Republicans Filibuster Small Business Bill

Created: July 29, 2010 14:26 | Last updated: July 31, 2020 00:00

Today, in Senate dysfunction: Republicans filibustered a long-embattled small-business bill — designed to create jobs, created with bipartisan input, and delayed for weeks now  — to force Sen. Harry Reid (D-Nev.), the majority leader, to allow them to propose more amendments.

“81 percent of the jobs lost in America are from small business,” Sen. Mary Landrieu (D-La.), the head of the Small Business Committee, said after the failed vote. “When the other side complains and complains and just flaps and flaps all day long about it’s a jobless recovery, we put a bill on the floor to creates jobs for small business and they say no…. They can color it, paint it any way they want, that’s what it was.”

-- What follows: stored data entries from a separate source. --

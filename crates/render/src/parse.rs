//! Markdown parsing into mdast.

use chakra_markdown_core::{ChakraMarkdownError, SourceLocation};
use markdown::mdast::Node;
use markdown::message::{Message, Place};

/// Parser options for building markdown-rs parse options.
#[derive(Clone, Copy, Debug, PartialEq, Eq)]
pub struct ParseOptions {
    /// Enable GitHub Flavored Markdown constructs (tables, task lists,
    /// strikethrough, autolink literals, footnotes).
    pub gfm: bool,
    /// Enable YAML frontmatter parsing.
    pub frontmatter: bool,
    /// Enable indented code blocks.
    pub code_indented: bool,
}

impl ParseOptions {
    /// Markdown-friendly defaults.
    pub const fn markdown() -> Self {
        Self {
            gfm: true,
            frontmatter: true,
            code_indented: true,
        }
    }

    /// Plain CommonMark, no extensions.
    pub const fn commonmark() -> Self {
        Self {
            gfm: false,
            frontmatter: false,
            code_indented: true,
        }
    }

    /// Convert to markdown-rs `ParseOptions`.
    pub fn to_markdown(self) -> markdown::ParseOptions {
        let mut constructs = markdown::Constructs {
            frontmatter: self.frontmatter,
            code_indented: self.code_indented,
            ..Default::default()
        };

        if self.gfm {
            constructs.gfm_autolink_literal = true;
            constructs.gfm_footnote_definition = true;
            constructs.gfm_label_start_footnote = true;
            constructs.gfm_strikethrough = true;
            constructs.gfm_table = true;
            constructs.gfm_task_list_item = true;
        }

        markdown::ParseOptions {
            constructs,
            ..markdown::ParseOptions::default()
        }
    }
}

impl Default for ParseOptions {
    fn default() -> Self {
        Self::markdown()
    }
}

/// Parse markdown into an mdast tree.
pub fn parse_mdast(input: &str, options: &ParseOptions) -> Result<Node, ChakraMarkdownError> {
    markdown::to_mdast(input, &options.to_markdown()).map_err(|err| {
        let location = message_location(&err);
        ChakraMarkdownError::parse_error(err.to_string(), location.line, location.column)
    })
}

fn message_location(message: &Message) -> SourceLocation {
    match &message.place {
        Some(place) => match place.as_ref() {
            Place::Point(point) => SourceLocation::new(point.line, point.column),
            Place::Position(position) => {
                SourceLocation::new(position.start.line, position.start.column)
            }
        },
        None => SourceLocation::new(1, 1),
    }
}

Republicans filibustered, 57 to 41, preventing Democrats from gaining 60 votes for cloture to end debate and move to a majority-rules vote on the bill. (Reid changed his vote to “nay” for procedural reasons, allowing him to call it again. Sen. Joe Lieberman (I-Ct.), who caucuses with the Democrats, was not present to vote, nor was Sen. John Ensign (R-Nev.). Nobody crossed the aisle.) Sen. Olympia Snowe (R-Maine), the ranking Republican on the Small Business Committee and an author of the bill, chose not to vote for cloture. In a floor speech before the vote, she called Democrats’ refusal to allow more amendments a “disgrace.”

This morning, Democrats and Republicans engaged in heated negotiations on the bill. Reid offered to drop $1.5 billion in emergency aid for farmers whose crops have been ruined by natural disasters. But Republicans wanted consideration of amendments concerning top-bracket income tax rates, which if allowed to increase would hurt small businesses, Republicans said. They also wanted consideration of Sens. Blanche Lincoln (D-Ark.) and Jon Kyl’s (R-Ariz.) proposal setting the estate tax at 35 percent. (Democrats want to address tax issues in separate bills.)

The small business legislation as currently written eliminates capital gains taxes for investment in small businesses and creates a $30 billion fund to encourage small banks to lend to small businesses, among many other provisions. Senate Democrats might take the bill back up as soon as today.